Monday, August 18, 2008

Phew.

Okay. After scrambling around my room for an hour or two, decorating every corner and wall, I now feel all pooped out. Disappointedly enough, there's still quite a heap of clutter here and there. It's an organized chaos! I can feel around and know exactly where things are, but I still gotta make my way through the maze of suitcases and clothes lying around. Packing for San Diego while remodeling my room simultaneously was not the greatest idea after all...*smacks forehead* Oy..
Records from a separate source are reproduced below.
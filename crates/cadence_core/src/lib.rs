//! Cadence Core
//!
//! The object model that animations run against:
//!
//! - **Values**: `Double`, `Color` and `Point` payloads plus strings and object references
//! - **Type Registry**: single-inheritance types, ordinary and attached properties
//! - **Object Graph**: thread-safe property bags with parents, ordered items and name lookup
//! - **Resources**: keyed dictionaries whose entries are visible to lookup by their own name
//!
//! # Example
//!
//! ```rust
//! use cadence_core::{DependencyObject, Value};
//!
//! let canvas = DependencyObject::create("Canvas").unwrap();
//! let rect = DependencyObject::create("Rectangle").unwrap().with_name("A");
//! canvas.add_item(rect.clone()).unwrap();
//!
//! rect.set("Width", 40.0).unwrap();
//! let found = canvas.find_name("A").and_then(|item| item.into_object()).unwrap();
//! assert_eq!(found.get("Width").unwrap(), Value::Double(40.0));
//! ```

pub mod error;
pub mod object;
pub mod resources;
pub mod types;
pub mod value;

pub use error::{CoreError, Result};
pub use object::{DependencyObject, NamedItem, ObjectId, ObjectRef};
pub use resources::{Resource, ResourceDictionary};
pub use types::{PropertyId, PropertyInfo, TypeInfo, TypeRegistry, ROOT_TYPE};
pub use value::{Color, Point, Value, ValueKind};
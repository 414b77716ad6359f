//! Property values
//!
//! Everything stored in a [`DependencyObject`](crate::DependencyObject) property slot
//! is a [`Value`]. Animatable payloads (`Double`, `Color`, `Point`) sit next to
//! the structural ones (`Object`, `String`, `Null`) so that a single storage map
//! can hold both leaf values and references to sub-objects.

use std::fmt;
use std::sync::Arc;

use crate::object::ObjectRef;

// ============================================================================
// Color
// ============================================================================

/// RGBA color with components in the 0.0 to 1.0 range
#[derive(Clone, Copy, Debug, PartialEq)]
pub struct Color {
    pub r: f32,
    pub g: f32,
    pub b: f32,
    pub a: f32,
}

impl Color {
    pub const WHITE: Color = Color::rgb(1.0, 1.0, 1.0);
    pub const BLACK: Color = Color::rgb(0.0, 0.0, 0.0);
    pub const RED: Color = Color::rgb(1.0, 0.0, 0.0);
    pub const GREEN: Color = Color::rgb(0.0, 1.0, 0.0);
    pub const BLUE: Color = Color::rgb(0.0, 0.0, 1.0);
    pub const TRANSPARENT: Color = Color::rgba(0.0, 0.0, 0.0, 0.0);

    pub const fn rgb(r: f32, g: f32, b: f32) -> Self {
        Self { r, g, b, a: 1.0 }
    }

    pub const fn rgba(r: f32, g: f32, b: f32, a: f32) -> Self {
        Self { r, g, b, a }
    }

    pub fn from_hex(hex: u32) -> Self {
        let r = ((hex >> 16) & 0xFF) as f32 / 255.0;
        let g = ((hex >> 8) & 0xFF) as f32 / 255.0;
        let b = (hex & 0xFF) as f32 / 255.0;
        Self::rgb(r, g, b)
    }

    /// Linear interpolation between two colors
    ///
    /// `t` is not clamped: animations with overshooting easing may extrapolate,
    /// and the result is clamped per channel instead.
    pub fn lerp(a: &Color, b: &Color, t: f64) -> Color {
        let t = t as f32;
        Color {
            r: (a.r + (b.r - a.r) * t).clamp(0.0, 1.0),
            g: (a.g + (b.g - a.g) * t).clamp(0.0, 1.0),
            b: (a.b + (b.b - a.b) * t).clamp(0.0, 1.0),
            a: (a.a + (b.a - a.a) * t).clamp(0.0, 1.0),
        }
    }

    /// Channel-wise sum, saturating at 1.0
    pub fn saturating_add(&self, other: &Color) -> Color {
        Color {
            r: (self.r + other.r).min(1.0),
            g: (self.g + other.g).min(1.0),
            b: (self.b + other.b).min(1.0),
            a: (self.a + other.a).min(1.0),
        }
    }
}

impl Default for Color {
    fn default() -> Self {
        Self::BLACK
    }
}

impl fmt::Display for Color {
    fn fmt(&self, f: &mut fmt::Formatter<'_>) -> fmt::Result {
        let channel = |c: f32| (c.clamp(0.0, 1.0) * 255.0).round() as u8;
        write!(
            f,
            "#{:02X}{:02X}{:02X}{:02X}",
            channel(self.a),
            channel(self.r),
            channel(self.g),
            channel(self.b)
        )
    }
}

// ============================================================================
// Point
// ============================================================================

/// 2D point in logical units
#[derive(Clone, Copy, Debug, Default, PartialEq)]
pub struct Point {
    pub x: f64,
    pub y: f64,
}

impl Point {
    pub const fn new(x: f64, y: f64) -> Self {
        Self { x, y }
    }
}

// ============================================================================
// Value
// ============================================================================

/// The kind of payload a property accepts
#[derive(Clone, Copy, Debug, PartialEq, Eq, Hash)]
pub enum ValueKind {
    Double,
    Color,
    Point,
    String,
    Object,
}

impl ValueKind {
    /// Whether `Value::Null` is a legal value for this kind
    pub fn is_nullable(self) -> bool {
        matches!(self, ValueKind::String | ValueKind::Object)
    }
}

/// A property value
#[derive(Clone, Debug, Default)]
pub enum Value {
    #[default]
    Null,
    Double(f64),
    Color(Color),
    Point(Point),
    String(String),
    Object(ObjectRef),
}

impl Value {
    /// The kind of this value, `None` for `Null`
    pub fn kind(&self) -> Option<ValueKind> {
        match self {
            Value::Null => None,
            Value::Double(_) => Some(ValueKind::Double),
            Value::Color(_) => Some(ValueKind::Color),
            Value::Point(_) => Some(ValueKind::Point),
            Value::String(_) => Some(ValueKind::String),
            Value::Object(_) => Some(ValueKind::Object),
        }
    }

    pub fn is_null(&self) -> bool {
        matches!(self, Value::Null)
    }

    pub fn as_double(&self) -> Option<f64> {
        match self {
            Value::Double(v) => Some(*v),
            _ => None,
        }
    }

    pub fn as_color(&self) -> Option<Color> {
        match self {
            Value::Color(c) => Some(*c),
            _ => None,
        }
    }

    pub fn as_point(&self) -> Option<Point> {
        match self {
            Value::Point(p) => Some(*p),
            _ => None,
        }
    }

    pub fn as_str(&self) -> Option<&str> {
        match self {
            Value::String(s) => Some(s),
            _ => None,
        }
    }

    pub fn as_object(&self) -> Option<&ObjectRef> {
        match self {
            Value::Object(obj) => Some(obj),
            _ => None,
        }
    }
}

impl PartialEq for Value {
    fn eq(&self, other: &Self) -> bool {
        match (self, other) {
            (Value::Null, Value::Null) => true,
            (Value::Double(a), Value::Double(b)) => a == b,
            (Value::Color(a), Value::Color(b)) => a == b,
            (Value::Point(a), Value::Point(b)) => a == b,
            (Value::String(a), Value::String(b)) => a == b,
            // Objects compare by identity
            (Value::Object(a), Value::Object(b)) => Arc::ptr_eq(a, b),
            _ => false,
        }
    }
}

impl From<f64> for Value {
    fn from(v: f64) -> Self {
        Value::Double(v)
    }
}

impl From<Color> for Value {
    fn from(c: Color) -> Self {
        Value::Color(c)
    }
}

impl From<Point> for Value {
    fn from(p: Point) -> Self {
        Value::Point(p)
    }
}

impl From<&str> for Value {
    fn from(s: &str) -> Self {
        Value::String(s.to_string())
    }
}

impl From<String> for Value {
    fn from(s: String) -> Self {
        Value::String(s)
    }
}

impl From<ObjectRef> for Value {
    fn from(obj: ObjectRef) -> Self {
        Value::Object(obj)
    }
}

impl From<&ObjectRef> for Value {
    fn from(obj: &ObjectRef) -> Self {
        Value::Object(Arc::clone(obj))
    }
}

#[cfg(test)]
mod tests {
    use super::*;

    #[test]
    fn test_color_lerp_clamps_channels() {
        let mid = Color::lerp(&Color::BLACK, &Color::WHITE, 0.5);
        assert!((mid.r - 0.5).abs() < 1e-6);

        let over = Color::lerp(&Color::BLACK, &Color::WHITE, 1.5);
        assert_eq!(over, Color::WHITE);
    }

    #[test]
    fn test_color_display_is_argb_hex() {
        assert_eq!(Color::BLUE.to_string(), "#FF0000FF");
        assert_eq!(Color::from_hex(0xFF8000).to_string(), "#FFFF8000");
    }

    #[test]
    fn test_value_kinds() {
        assert_eq!(Value::from(1.0).kind(), Some(ValueKind::Double));
        assert_eq!(Value::from(Color::RED).kind(), Some(ValueKind::Color));
        assert_eq!(Value::Null.kind(), None);
        assert!(ValueKind::Object.is_nullable());
        assert!(!ValueKind::Double.is_nullable());
    }
}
Looking around, I guess my room pretty much reflects my life as of right now. Like I mentioned before, everything's an organized chaos. I know what I'm doing now: focusing on working full-time and making them monies while balancing out my time with my family and friends back home. Yet, my future is all fogged up! I don't know where I'm heading. I don't know what obstacles I must face this year. I don't know if fall quarter will be smooth sailing into winter and spring. I don't know how I will deal with the impending stress. My school schedule is a mess as of right now. My pursuit to become a Pediatrician seems more hopeless and discouraging. Those bumps I endured this year have affected me in ways I never expected. Yet, I still managed to pick myself up and keep going. But I've left such a sad mess behind. I need to clean up the loose ends and cluttering thoughts that have flipped my optimism 180 degree into the negative zone. I need to be strong. I need to focus. I need to concentrate on myself, do some soul-searching.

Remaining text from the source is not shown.